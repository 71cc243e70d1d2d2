// ============================================================
// Layer 5 — Index File Writer
// ============================================================
// Writes index lists as plain text, one integer per line,
// every line newline-terminated:
//
//   indices/indices_30k_train.txt
//     18342
//     77
//     50213
//     ...
//
// Existing files are truncated and rewritten, never appended
// to. The output directory is created on first use.
//
// Any I/O failure is returned as IndexError::Io carrying the
// path that could not be written.

use std::{
    fs::{self, File},
    io::{BufWriter, Write},
    path::PathBuf,
};

use crate::domain::error::IndexError;

/// Writes index and text files into one output directory.
pub struct IndexWriter {
    /// Directory every file is written into
    dir: PathBuf,
}

impl IndexWriter {
    pub fn new(dir: impl Into<PathBuf>) -> Self {
        Self { dir: dir.into() }
    }

    /// Write `indices` to `<dir>/<file_name>`, one per line.
    /// Prints a confirmation with the entry count.
    pub fn write_indices(&self, file_name: &str, indices: &[usize]) -> Result<PathBuf, IndexError> {
        let path = self.prepare(file_name)?;

        let file = File::create(&path).map_err(|e| IndexError::io(&path, e))?;
        let mut out = BufWriter::new(file);
        for idx in indices {
            writeln!(out, "{idx}").map_err(|e| IndexError::io(&path, e))?;
        }
        out.flush().map_err(|e| IndexError::io(&path, e))?;

        println!("Saved {}  ({} entries)", path.display(), indices.len());
        tracing::debug!("Wrote {} indices to '{}'", indices.len(), path.display());
        Ok(path)
    }

    /// Write a text file verbatim to `<dir>/<file_name>`.
    pub fn write_text(&self, file_name: &str, text: &str) -> Result<PathBuf, IndexError> {
        let path = self.prepare(file_name)?;
        fs::write(&path, text).map_err(|e| IndexError::io(&path, e))?;
        tracing::debug!("Wrote {} bytes to '{}'", text.len(), path.display());
        Ok(path)
    }

    /// Ensure the output directory exists and return the target path
    fn prepare(&self, file_name: &str) -> Result<PathBuf, IndexError> {
        // create_dir_all is a no-op when the directory already exists
        fs::create_dir_all(&self.dir).map_err(|e| IndexError::io(&self.dir, e))?;
        Ok(self.dir.join(file_name))
    }
}
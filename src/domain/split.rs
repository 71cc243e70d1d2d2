// ============================================================
// Layer 3 — Splits, Ratios and Partitions
// ============================================================
// Two different "splits" show up in this tool:
//
//   DatasetSplit → a split as published by MedMNIST
//                  (train / val / test). We only ever read
//                  the "train" split.
//   Segment      → one of the three pieces WE produce from
//                  a candidate index sequence.
//
// Segment sizes for a sequence of length `total`:
//
//   n_train = floor(total * train)
//   n_val   = floor(total * val)
//   n_test  = total - n_train - n_val   ← absorbs rounding
//
// Example: total = 17092 at 70/15/15
//   n_train = 11964, n_val = 2563, n_test = 2565

use std::fmt;

/// A split as defined by the upstream dataset.
#[derive(Debug, Clone, Copy, PartialEq, Eq, Hash)]
pub enum DatasetSplit {
    Train,
    Val,
    Test,
}

impl DatasetSplit {
    pub const ALL: [DatasetSplit; 3] = [DatasetSplit::Train, DatasetSplit::Val, DatasetSplit::Test];

    pub fn as_str(&self) -> &'static str {
        match self {
            DatasetSplit::Train => "train",
            DatasetSplit::Val   => "val",
            DatasetSplit::Test  => "test",
        }
    }
}

impl fmt::Display for DatasetSplit {
    fn fmt(&self, f: &mut fmt::Formatter<'_>) -> fmt::Result {
        f.write_str(self.as_str())
    }
}

/// One of the three generated pieces of a partition.
#[derive(Debug, Clone, Copy, PartialEq, Eq)]
pub enum Segment {
    Train,
    Val,
    Test,
}

impl Segment {
    pub fn as_str(&self) -> &'static str {
        match self {
            Segment::Train => "train",
            Segment::Val   => "val",
            Segment::Test  => "test",
        }
    }
}

/// Train/validation/test proportions.
///
/// Not re-validated to sum to 1.0: whatever `train` and `val`
/// leave over ends up in the test segment.
#[derive(Debug, Clone, Copy, PartialEq)]
pub struct SplitRatio {
    pub train: f64,
    pub val:   f64,
    pub test:  f64,
}

impl SplitRatio {
    /// The 70/15/15 split used for every generated file
    pub const SEVENTY_FIFTEEN_FIFTEEN: Self = Self { train: 0.70, val: 0.15, test: 0.15 };

    /// Segment lengths `(n_train, n_val, n_test)` for `total` items.
    /// Truncating conversion, test takes the remainder.
    pub fn counts(&self, total: usize) -> (usize, usize, usize) {
        let n_train = ((total as f64 * self.train) as usize).min(total);
        let n_val   = ((total as f64 * self.val) as usize).min(total - n_train);
        (n_train, n_val, total - n_train - n_val)
    }

    /// Whole-number percentages for documentation, e.g. "70/15/15"
    pub fn percent_label(&self) -> String {
        format!(
            "{}/{}/{}",
            (self.train * 100.0).round() as u32,
            (self.val   * 100.0).round() as u32,
            (self.test  * 100.0).round() as u32,
        )
    }
}

impl Default for SplitRatio {
    fn default() -> Self {
        Self::SEVENTY_FIFTEEN_FIFTEEN
    }
}

/// Three disjoint index sequences covering the input exactly once.
#[derive(Debug, Clone, PartialEq, Eq, Default)]
pub struct SplitPartition {
    pub train: Vec<usize>,
    pub val:   Vec<usize>,
    pub test:  Vec<usize>,
}

impl SplitPartition {
    pub fn len(&self) -> usize {
        self.train.len() + self.val.len() + self.test.len()
    }

    /// Segments in write order: train, val, test
    pub fn segments(&self) -> [(Segment, &[usize]); 3] {
        [
            (Segment::Train, self.train.as_slice()),
            (Segment::Val,   self.val.as_slice()),
            (Segment::Test,  self.test.as_slice()),
        ]
    }
}
// ============================================================
// Layer 1 — CLI Arguments
// ============================================================
// The generator takes no required arguments: a bare run
// reproduces the published index files. Only the two
// locations can be changed; seed, ratios and subset size are
// fixed in GeneratorConfig.

use std::path::PathBuf;

use clap::Args;

use crate::application::generate_use_case::GeneratorConfig;

/// Input and output locations
#[derive(Args, Debug)]
pub struct LocationArgs {
    /// Directory holding pathmnist.npz and bloodmnist.npz
    #[arg(long, default_value = "data/medmnist")]
    pub data_dir: PathBuf,

    /// Directory the index files and README are written to
    #[arg(long, default_value = "indices")]
    pub output_dir: PathBuf,
}

/// Convert CLI locations into the application-layer GeneratorConfig.
/// The application layer never sees clap types.
impl From<LocationArgs> for GeneratorConfig {
    fn from(a: LocationArgs) -> Self {
        GeneratorConfig {
            data_dir:   a.data_dir,
            output_dir: a.output_dir,
            ..GeneratorConfig::default()
        }
    }
}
************
Give an exact copy of every line from the one holding "use std::path::PathBuf;" through the end of the records, both included, and no other lines.

use std::path::PathBuf;

use clap::Args;

use crate::application::generate_use_case::GeneratorConfig;

/// Input and output locations
#[derive(Args, Debug)]
pub struct LocationArgs {
    /// Directory holding pathmnist.npz and bloodmnist.npz
    #[arg(long, default_value = "data/medmnist")]
    pub data_dir: PathBuf,

    /// Directory the index files and README are written to
    #[arg(long, default_value = "indices")]
    pub output_dir: PathBuf,
}

/// Convert CLI locations into the application-layer GeneratorConfig.
/// The application layer never sees clap types.
impl From<LocationArgs> for GeneratorConfig {
    fn from(a: LocationArgs) -> Self {
        GeneratorConfig {
            data_dir:   a.data_dir,
            output_dir: a.output_dir,
            ..GeneratorConfig::default()
        }
    }
}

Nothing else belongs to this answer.